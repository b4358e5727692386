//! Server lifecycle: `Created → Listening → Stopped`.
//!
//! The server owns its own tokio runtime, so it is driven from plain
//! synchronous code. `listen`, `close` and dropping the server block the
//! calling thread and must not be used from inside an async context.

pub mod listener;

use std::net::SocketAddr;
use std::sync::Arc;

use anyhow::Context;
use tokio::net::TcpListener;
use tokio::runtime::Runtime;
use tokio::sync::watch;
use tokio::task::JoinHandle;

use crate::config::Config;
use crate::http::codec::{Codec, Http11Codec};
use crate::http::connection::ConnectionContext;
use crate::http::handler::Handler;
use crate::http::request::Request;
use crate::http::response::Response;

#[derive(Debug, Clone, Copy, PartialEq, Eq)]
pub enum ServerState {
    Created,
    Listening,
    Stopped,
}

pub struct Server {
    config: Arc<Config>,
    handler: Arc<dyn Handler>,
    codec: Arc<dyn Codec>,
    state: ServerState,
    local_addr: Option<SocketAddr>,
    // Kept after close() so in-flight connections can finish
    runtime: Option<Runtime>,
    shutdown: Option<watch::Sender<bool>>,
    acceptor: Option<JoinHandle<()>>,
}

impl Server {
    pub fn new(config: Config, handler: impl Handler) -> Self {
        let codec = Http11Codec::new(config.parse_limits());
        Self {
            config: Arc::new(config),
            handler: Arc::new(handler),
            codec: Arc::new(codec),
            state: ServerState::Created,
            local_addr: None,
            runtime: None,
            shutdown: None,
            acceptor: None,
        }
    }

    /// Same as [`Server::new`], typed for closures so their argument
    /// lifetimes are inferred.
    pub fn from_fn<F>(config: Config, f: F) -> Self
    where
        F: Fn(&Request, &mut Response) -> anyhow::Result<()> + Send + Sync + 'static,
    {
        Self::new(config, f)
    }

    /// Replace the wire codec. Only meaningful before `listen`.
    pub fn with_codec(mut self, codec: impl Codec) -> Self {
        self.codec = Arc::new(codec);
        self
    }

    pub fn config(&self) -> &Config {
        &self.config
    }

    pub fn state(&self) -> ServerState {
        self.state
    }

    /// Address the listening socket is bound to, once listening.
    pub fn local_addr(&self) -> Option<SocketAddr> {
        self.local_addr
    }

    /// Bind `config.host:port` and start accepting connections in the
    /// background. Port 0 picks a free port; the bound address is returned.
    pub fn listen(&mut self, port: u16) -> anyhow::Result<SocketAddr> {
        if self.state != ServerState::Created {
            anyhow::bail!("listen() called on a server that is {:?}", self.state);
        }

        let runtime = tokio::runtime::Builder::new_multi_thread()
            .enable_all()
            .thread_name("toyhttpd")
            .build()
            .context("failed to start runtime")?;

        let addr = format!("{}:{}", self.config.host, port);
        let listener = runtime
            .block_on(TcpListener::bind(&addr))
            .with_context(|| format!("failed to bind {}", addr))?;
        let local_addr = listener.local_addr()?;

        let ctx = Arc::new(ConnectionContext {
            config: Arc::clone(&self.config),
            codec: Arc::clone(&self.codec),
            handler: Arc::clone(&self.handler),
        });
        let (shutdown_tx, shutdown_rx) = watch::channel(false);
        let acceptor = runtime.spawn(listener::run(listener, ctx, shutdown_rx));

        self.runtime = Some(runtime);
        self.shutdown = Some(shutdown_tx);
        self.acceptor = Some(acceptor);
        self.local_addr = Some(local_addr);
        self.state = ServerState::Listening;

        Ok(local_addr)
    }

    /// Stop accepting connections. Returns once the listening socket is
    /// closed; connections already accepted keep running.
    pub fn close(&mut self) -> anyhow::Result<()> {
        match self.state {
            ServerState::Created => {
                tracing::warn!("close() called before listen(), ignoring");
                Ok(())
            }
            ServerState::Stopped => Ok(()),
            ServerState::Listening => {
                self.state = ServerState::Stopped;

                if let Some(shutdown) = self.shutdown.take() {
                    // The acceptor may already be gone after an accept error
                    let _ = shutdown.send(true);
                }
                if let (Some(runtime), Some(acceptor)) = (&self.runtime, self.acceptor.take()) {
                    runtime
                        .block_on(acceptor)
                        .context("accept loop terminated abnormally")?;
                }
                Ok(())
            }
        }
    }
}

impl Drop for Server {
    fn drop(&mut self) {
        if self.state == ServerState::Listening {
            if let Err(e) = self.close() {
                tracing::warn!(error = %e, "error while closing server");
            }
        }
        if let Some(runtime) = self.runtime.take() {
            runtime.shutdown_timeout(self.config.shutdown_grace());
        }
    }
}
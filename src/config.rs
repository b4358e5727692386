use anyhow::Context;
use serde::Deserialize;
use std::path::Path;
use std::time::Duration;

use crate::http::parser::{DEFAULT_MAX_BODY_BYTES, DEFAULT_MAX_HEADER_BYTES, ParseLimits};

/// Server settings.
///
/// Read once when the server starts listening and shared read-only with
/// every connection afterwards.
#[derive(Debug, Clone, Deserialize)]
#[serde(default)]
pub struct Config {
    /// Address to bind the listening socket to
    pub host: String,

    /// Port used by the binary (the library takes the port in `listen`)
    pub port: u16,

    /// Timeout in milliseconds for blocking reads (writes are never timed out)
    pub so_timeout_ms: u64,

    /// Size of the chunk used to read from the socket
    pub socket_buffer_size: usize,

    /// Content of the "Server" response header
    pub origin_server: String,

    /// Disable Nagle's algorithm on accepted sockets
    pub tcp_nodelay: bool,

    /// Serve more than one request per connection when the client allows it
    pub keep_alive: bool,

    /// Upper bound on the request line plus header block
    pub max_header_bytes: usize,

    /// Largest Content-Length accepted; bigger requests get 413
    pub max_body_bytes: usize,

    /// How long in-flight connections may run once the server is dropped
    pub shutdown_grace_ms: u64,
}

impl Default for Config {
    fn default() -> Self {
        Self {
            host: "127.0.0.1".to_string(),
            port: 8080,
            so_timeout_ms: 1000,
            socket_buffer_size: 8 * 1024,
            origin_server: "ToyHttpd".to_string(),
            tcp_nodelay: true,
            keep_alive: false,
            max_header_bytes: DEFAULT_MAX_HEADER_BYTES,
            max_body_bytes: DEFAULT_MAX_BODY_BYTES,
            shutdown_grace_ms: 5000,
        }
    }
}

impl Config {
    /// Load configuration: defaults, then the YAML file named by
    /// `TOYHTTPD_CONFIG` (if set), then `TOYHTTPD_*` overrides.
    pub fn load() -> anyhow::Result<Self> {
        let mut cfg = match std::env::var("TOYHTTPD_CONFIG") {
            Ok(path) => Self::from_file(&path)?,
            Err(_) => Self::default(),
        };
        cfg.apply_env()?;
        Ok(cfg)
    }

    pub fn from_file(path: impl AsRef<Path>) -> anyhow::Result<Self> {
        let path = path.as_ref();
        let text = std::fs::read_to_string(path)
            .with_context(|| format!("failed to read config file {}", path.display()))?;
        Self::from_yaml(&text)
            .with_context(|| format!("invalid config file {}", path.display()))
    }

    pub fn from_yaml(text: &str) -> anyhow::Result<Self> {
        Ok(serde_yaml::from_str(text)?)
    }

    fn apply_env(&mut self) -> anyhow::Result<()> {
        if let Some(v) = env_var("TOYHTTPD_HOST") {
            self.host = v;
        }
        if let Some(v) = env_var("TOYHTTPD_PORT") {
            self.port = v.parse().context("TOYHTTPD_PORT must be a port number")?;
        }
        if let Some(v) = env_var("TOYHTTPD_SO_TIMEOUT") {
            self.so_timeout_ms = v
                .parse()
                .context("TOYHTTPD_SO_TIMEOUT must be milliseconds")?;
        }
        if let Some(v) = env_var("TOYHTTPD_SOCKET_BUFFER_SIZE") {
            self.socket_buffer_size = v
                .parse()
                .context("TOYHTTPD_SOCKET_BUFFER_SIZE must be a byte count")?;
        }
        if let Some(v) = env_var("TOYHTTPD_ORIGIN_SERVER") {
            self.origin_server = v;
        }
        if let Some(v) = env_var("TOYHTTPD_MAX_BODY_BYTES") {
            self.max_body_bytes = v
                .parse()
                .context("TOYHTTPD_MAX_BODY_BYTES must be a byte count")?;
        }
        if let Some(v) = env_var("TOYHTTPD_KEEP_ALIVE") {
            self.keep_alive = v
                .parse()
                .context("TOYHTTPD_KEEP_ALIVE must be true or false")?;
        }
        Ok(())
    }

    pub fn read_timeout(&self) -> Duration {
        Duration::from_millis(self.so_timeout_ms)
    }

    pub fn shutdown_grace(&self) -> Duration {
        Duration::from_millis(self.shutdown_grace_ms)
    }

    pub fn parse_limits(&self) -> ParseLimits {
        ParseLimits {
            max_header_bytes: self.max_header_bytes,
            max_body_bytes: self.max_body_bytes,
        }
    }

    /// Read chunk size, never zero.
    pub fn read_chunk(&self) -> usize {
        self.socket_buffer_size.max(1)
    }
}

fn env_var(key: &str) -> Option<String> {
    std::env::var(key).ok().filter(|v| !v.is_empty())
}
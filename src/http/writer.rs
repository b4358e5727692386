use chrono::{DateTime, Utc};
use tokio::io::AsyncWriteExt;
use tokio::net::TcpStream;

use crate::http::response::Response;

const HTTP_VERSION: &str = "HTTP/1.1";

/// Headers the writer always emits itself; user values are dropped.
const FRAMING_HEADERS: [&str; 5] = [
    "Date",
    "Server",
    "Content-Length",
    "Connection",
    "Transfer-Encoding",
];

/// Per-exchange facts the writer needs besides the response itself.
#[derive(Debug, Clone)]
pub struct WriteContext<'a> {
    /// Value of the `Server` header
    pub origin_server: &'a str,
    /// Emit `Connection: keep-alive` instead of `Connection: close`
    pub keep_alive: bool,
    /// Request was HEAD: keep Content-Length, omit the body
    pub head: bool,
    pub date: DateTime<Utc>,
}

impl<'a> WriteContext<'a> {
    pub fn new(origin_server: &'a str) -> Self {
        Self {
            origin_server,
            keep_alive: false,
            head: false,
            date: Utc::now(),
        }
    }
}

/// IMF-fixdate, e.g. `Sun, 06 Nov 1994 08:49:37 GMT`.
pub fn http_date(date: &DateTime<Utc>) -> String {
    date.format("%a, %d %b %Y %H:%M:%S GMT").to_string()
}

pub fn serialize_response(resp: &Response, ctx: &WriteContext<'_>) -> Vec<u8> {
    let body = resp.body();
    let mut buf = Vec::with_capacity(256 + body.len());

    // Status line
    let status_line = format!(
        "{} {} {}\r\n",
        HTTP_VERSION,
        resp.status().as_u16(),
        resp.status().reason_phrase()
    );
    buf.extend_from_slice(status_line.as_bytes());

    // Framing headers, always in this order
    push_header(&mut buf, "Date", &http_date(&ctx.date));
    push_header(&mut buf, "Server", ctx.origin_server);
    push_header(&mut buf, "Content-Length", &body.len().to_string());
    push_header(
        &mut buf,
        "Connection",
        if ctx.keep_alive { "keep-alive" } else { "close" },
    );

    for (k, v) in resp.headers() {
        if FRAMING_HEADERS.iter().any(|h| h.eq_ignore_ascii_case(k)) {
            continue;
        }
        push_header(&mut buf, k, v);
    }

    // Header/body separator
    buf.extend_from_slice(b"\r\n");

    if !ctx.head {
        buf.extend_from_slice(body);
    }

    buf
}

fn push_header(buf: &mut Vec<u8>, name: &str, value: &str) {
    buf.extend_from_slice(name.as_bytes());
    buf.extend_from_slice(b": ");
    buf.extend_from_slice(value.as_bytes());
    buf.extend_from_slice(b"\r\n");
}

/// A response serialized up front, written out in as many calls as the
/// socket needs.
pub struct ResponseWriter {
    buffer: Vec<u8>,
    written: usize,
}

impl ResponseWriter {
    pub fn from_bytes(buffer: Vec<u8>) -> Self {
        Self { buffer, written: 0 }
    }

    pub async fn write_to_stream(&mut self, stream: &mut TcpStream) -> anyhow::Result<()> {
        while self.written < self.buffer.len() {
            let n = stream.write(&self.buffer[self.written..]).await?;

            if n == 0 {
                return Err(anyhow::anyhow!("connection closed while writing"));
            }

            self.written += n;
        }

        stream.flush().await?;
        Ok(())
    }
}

=====

### What the task asks
Restate the data word for word. Begin at its first line, end at the line that contains "pub mod listener;", and include both.

### Exercise result
repository b4358e5727692386
//! Server lifecycle: `Created → Listening → Stopped`.
//!
//! The server owns its own tokio runtime, so it is driven from plain
//! synchronous code. `listen`, `close` and dropping the server block the
//! calling thread and must not be used from inside an async context.

pub mod listener;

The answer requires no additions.